In a 2005 investigation into drug-related money laundering that became known as Operación Ballena Blanca (Operation White Whale) Spanish police were given permission to tap suspects’ phones and when recordings indicated that the Marbella Town Hall knew a bit too much about money laundering as well a separate investigation into bribery and corruption was launched, this one called Operación Malaya. The Marbella planning laws were under the microscope. Within a year the town council had been dissolved and placed in administration and 18,000 properties were classified as illegal, in that they had either been built on land that was not zoned for development or the developer had built more than permitted under the Marbella planning laws in force at the time. And herein lay the problem; these dated from 1986 and were seen as way too restrictive by the new mayor, Jesús Gil y Gil, elected in 1991 with a mandate to put Marbella on the international map as a destination of choice for the jet-set and clean up corruption.
Well, that didn’t turn out well, something akin to opening the door to the chicken coop and inviting the fox to help himself. Gil took municipal corruption to a new level and on an industrial scale. Over the next 15 years building licences fluttered down like confetti at a wedding. The fact that many of these licences did not conform to the planning regulations valid at the time was ignored by architects, lawyers, planners and agents. Several submissions to revise the 1986 rules, which everyone agreed were overdue for updating to reflect the growth of the area, were turned down, both at local council level and at the regional government in Seville on the grounds that the amount of construction planned was excessive. Never mind, Gil and his successors Julián Muñoz and then Juan Antonio Roca went on as before, providing they were compensated ‘in kind’ which, after they were finally arrested, turned out to include racehorses, mansions, a private jet, vintage cars and art works by Picasso, Dali and Miró and much, much more. Roca, who had arrived in Marbella as an unemployed builder, explained away €200 million in cash by claiming he had won the lottery eighty times during his life. When the court case finally opened in 2010 there were 95 people in the dock and when it finished in 2013 convictions plus massive fines were handed down to 53 of the accused. In July this year Roca’s 11 year sentence was increased to 17 years and Muñoz’s original sentence of 11 years has just been reduced on appeal. His partner, the super-famous Spanish singer, Isabel Pantoja, who claimed she knew nothing about any of it, is serving a two year sentence for money laundering although she is regularly let out for weekend ‘rests’.

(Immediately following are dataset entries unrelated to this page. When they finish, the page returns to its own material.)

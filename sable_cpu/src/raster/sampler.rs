// Copyright 2026 the Sable Authors
// SPDX-License-Identifier: Apache-2.0 OR MIT

//! Resampling source images at non-integer coordinates.
//!
//! Two strategies: bilinear interpolation for up-scaling and a 2N×2N mean
//! kernel for down-scaling, selected by the image's transform scale. Both
//! take the same argument list so the image kernels can hold either as a
//! plain function value.

use sable_common::pixel::interpolate;
use sable_common::pixmap::sample_size;

/// Below this scale the mean down-sampler takes over from bilinear.
pub(crate) const DOWN_SCALE_TOLERANCE: f32 = 0.5;

/// A sampler: `(img, stride, w, h, sx, sy, miny, maxy, n) -> pixel`.
pub(crate) type Sampler = fn(&[u32], usize, u32, u32, f32, f32, i32, i32, i32) -> u32;

/// The sampler and sample radius for an image scale.
pub(crate) fn scale_method(scale: f32) -> (Sampler, i32) {
    if scale < DOWN_SCALE_TOLERANCE {
        (interp_down_scaler, sample_size(scale))
    } else {
        (interp_up_scaler, sample_size(scale))
    }
}

/// Bilinear interpolation of the four neighbors of `(sx, sy)`.
pub(crate) fn interp_up_scaler(
    img: &[u32],
    stride: usize,
    w: u32,
    h: u32,
    sx: f32,
    sy: f32,
    _miny: i32,
    _maxy: i32,
    _n: i32,
) -> u32 {
    let rx = sx.max(0.0) as usize;
    let ry = sy.max(0.0) as usize;
    let rx2 = (rx + 1).min(w as usize - 1);
    let ry2 = (ry + 1).min(h as usize - 1);

    let dx = if sx > 0.0 { ((sx - rx as f32) * 255.0) as u8 } else { 0 };
    let dy = if sy > 0.0 { ((sy - ry as f32) * 255.0) as u8 } else { 0 };

    let c1 = img[rx + ry * stride];
    let c2 = img[rx2 + ry * stride];
    let c3 = img[rx + ry2 * stride];
    let c4 = img[rx2 + ry2 * stride];

    interpolate(interpolate(c4, c3, dx), interpolate(c2, c1, dx), dy)
}

/// Mean of the 2N×2N neighborhood of `(sx, _)` over the scanline window
/// `[miny, maxy)`, stepping by `(n / 2) + 1`.
pub(crate) fn interp_down_scaler(
    img: &[u32],
    stride: usize,
    w: u32,
    _h: u32,
    sx: f32,
    _sy: f32,
    miny: i32,
    maxy: i32,
    n: i32,
) -> u32 {
    let minx = (sx as i32 - n).max(0);
    let maxx = (sx as i32 + n).min(w as i32);
    let inc = (n / 2) + 1;

    let mut c = [0_u64; 4];
    let mut count = 0_u64;

    let mut y = miny;
    while y < maxy {
        let mut x = minx;
        while x < maxx {
            let p = img[y as usize * stride + x as usize];
            c[0] += u64::from(p >> 24);
            c[1] += u64::from((p >> 16) & 0xff);
            c[2] += u64::from((p >> 8) & 0xff);
            c[3] += u64::from(p & 0xff);
            count += 1;
            x += inc;
        }
        y += inc;
    }

    if count == 0 {
        return 0;
    }
    for ch in &mut c {
        *ch /= count;
    }
    ((c[0] as u32) << 24) | ((c[1] as u32) << 16) | ((c[2] as u32) << 8) | c[3] as u32
}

Then in 2010 a newly-elected administration oversaw the ratification by the Junta de Andalucía in Seville of the revised Plan General de Ordenación Urbanística (PGOU) which would control what was allowed over the next decade at least and, at the same time, retrospectively legalising 16,500 of the 18,000 illegal builds. Of the balance some were demolished while others remained in limbo, most notably Banana Beach and Casablanca, because no one could think of a formula to include them, they were just plain illegal and always would be. We all thought the problem was over and once the recovery was underway Marbella would move on a better, less corrupt future. That was the plan, at least until yesterday when the Supreme Court in Madrid sat in judgement on three appeals, one from a community of owners and two from constructors; in all three cases the judgement was in favour of the appellants and ordered the annulment of the 2010 PGOU, thereby reinstating the 1986 plan and, at a stroke, making 16,500 properties illegal again. The reasons given were:
- The town planners did not have the legal capacity to legalise something that was illegal.

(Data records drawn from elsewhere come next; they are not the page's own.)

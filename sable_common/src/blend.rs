// Copyright 2026 the Sable Authors
// SPDX-License-Identifier: Apache-2.0 OR MIT

//! Non-normal blend modes.
//!
//! A [`Blender`] combines a source and destination pixel channel-wise and
//! returns an *opaque* result; the kernels interpolate that result against the
//! untouched destination by the source alpha, so the blend formulas themselves
//! never have to reason about transparency. Formulas are the separable modes
//! of the CSS compositing spec.

use crate::pixel::mul_255;

/// A blend function `(src, dst) -> pixel` installed on a surface.
///
/// Both inputs share the surface's channel ordering; the result carries full
/// alpha.
pub type Blender = fn(u32, u32) -> u32;

#[inline(always)]
fn join3(c1: u8, c2: u8, c3: u8) -> u32 {
    0xff00_0000 | (u32::from(c1) << 16) | (u32::from(c2) << 8) | u32::from(c3)
}

#[inline(always)]
fn split3(c: u32) -> (u8, u8, u8) {
    (((c >> 16) & 0xff) as u8, ((c >> 8) & 0xff) as u8, (c & 0xff) as u8)
}

macro_rules! channel_blender {
    ($name:ident, $doc:literal, $f:expr) => {
        #[doc = $doc]
        pub fn $name(s: u32, d: u32) -> u32 {
            let f = $f;
            let (s1, s2, s3) = split3(s);
            let (d1, d2, d3) = split3(d);
            join3(f(s1, d1), f(s2, d2), f(s3, d3))
        }
    };
}

channel_blender!(multiply, "Darkens: `s * d`.", |s, d| mul_255(s, d));

channel_blender!(screen, "Lightens: `s + d - s * d`.", |s: u8, d: u8| {
    (u16::from(s) + u16::from(d) - u16::from(mul_255(s, d))) as u8
});

channel_blender!(
    overlay,
    "Multiplies or screens depending on the destination.",
    |s: u8, d: u8| {
        if d < 128 {
            mul_255(s, 2 * d)
        } else {
            255 - mul_255(255 - s, 2 * (255 - d))
        }
    }
);

channel_blender!(darken, "Selects the darker channel.", |s: u8, d: u8| s.min(d));

channel_blender!(lighten, "Selects the lighter channel.", |s: u8, d: u8| s.max(d));

channel_blender!(difference, "Absolute channel difference.", |s: u8, d: u8| {
    s.abs_diff(d)
});

channel_blender!(
    exclusion,
    "Like difference with lower contrast: `s + d - 2 * s * d`.",
    |s: u8, d: u8| {
        let sd2 = 2 * u16::from(mul_255(s, d));
        (u16::from(s) + u16::from(d)).saturating_sub(sd2).min(255) as u8
    }
);

#[cfg(test)]
mod tests {
    use super::*;

    #[test]
    fn multiply_with_white_is_identity() {
        let d = join3(10, 200, 33);
        assert_eq!(multiply(0xffff_ffff, d), d);
        assert_eq!(multiply(0xff00_0000, d), 0xff00_0000);
    }

    #[test]
    fn screen_with_black_is_identity() {
        let d = join3(10, 200, 33);
        assert_eq!(screen(0xff00_0000, d), d);
        assert_eq!(screen(0xffff_ffff, d), 0xffff_ffff);
    }

    #[test]
    fn difference_is_symmetric() {
        let a = join3(40, 90, 250);
        let b = join3(200, 15, 3);
        assert_eq!(difference(a, b), difference(b, a));
        assert_eq!(difference(a, a), 0xff00_0000);
    }

    #[test]
    fn darken_lighten_partition() {
        let a = join3(40, 90, 250);
        let b = join3(200, 15, 3);
        assert_eq!(darken(a, b), join3(40, 15, 3));
        assert_eq!(lighten(a, b), join3(200, 90, 250));
    }
}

- The required environmental impact analysis was not done.
- The required assessment of economic viability was not carried out.
- The planners did not have the right to alter the designation of consolidated urban land.
- The system of compensation was illegal.
- The plan freed owners of illegal properties from any obligations and assigned it to developers and in the opinion of the Court no obligations can be imposed on someone who is not an owner.
So, there it is, back to where we were six years ago. The Marbella Town Hall held a press conference today, calling for calm. Of course, the overwhelming majority of properties in the municipality are not affected, particularly those in the most prime areas of the region which, under the once-again valid 1986 laws were, and remain legal. But for thousands who bought new-builds in the boom things are less certain, as indeed they are for those developers about to start or already building new projects on plots zoned as development land in the 2010 revision but not under the 1986 one.
Not everyone is unhappy. Some developers didn’t like the new plan including Ricardo Arranz, who heads up the National Association of Developers and said today he is very pleased with the outcome. Many in the industry felt the 2010 plan was rushed and poorly thought through but after four year’s wrangling everyone just wanted it to be over. What is certain, however, is that uncertainty is always a bad thing in the marketplace but how soon a resolution will be found is anyone’s guess.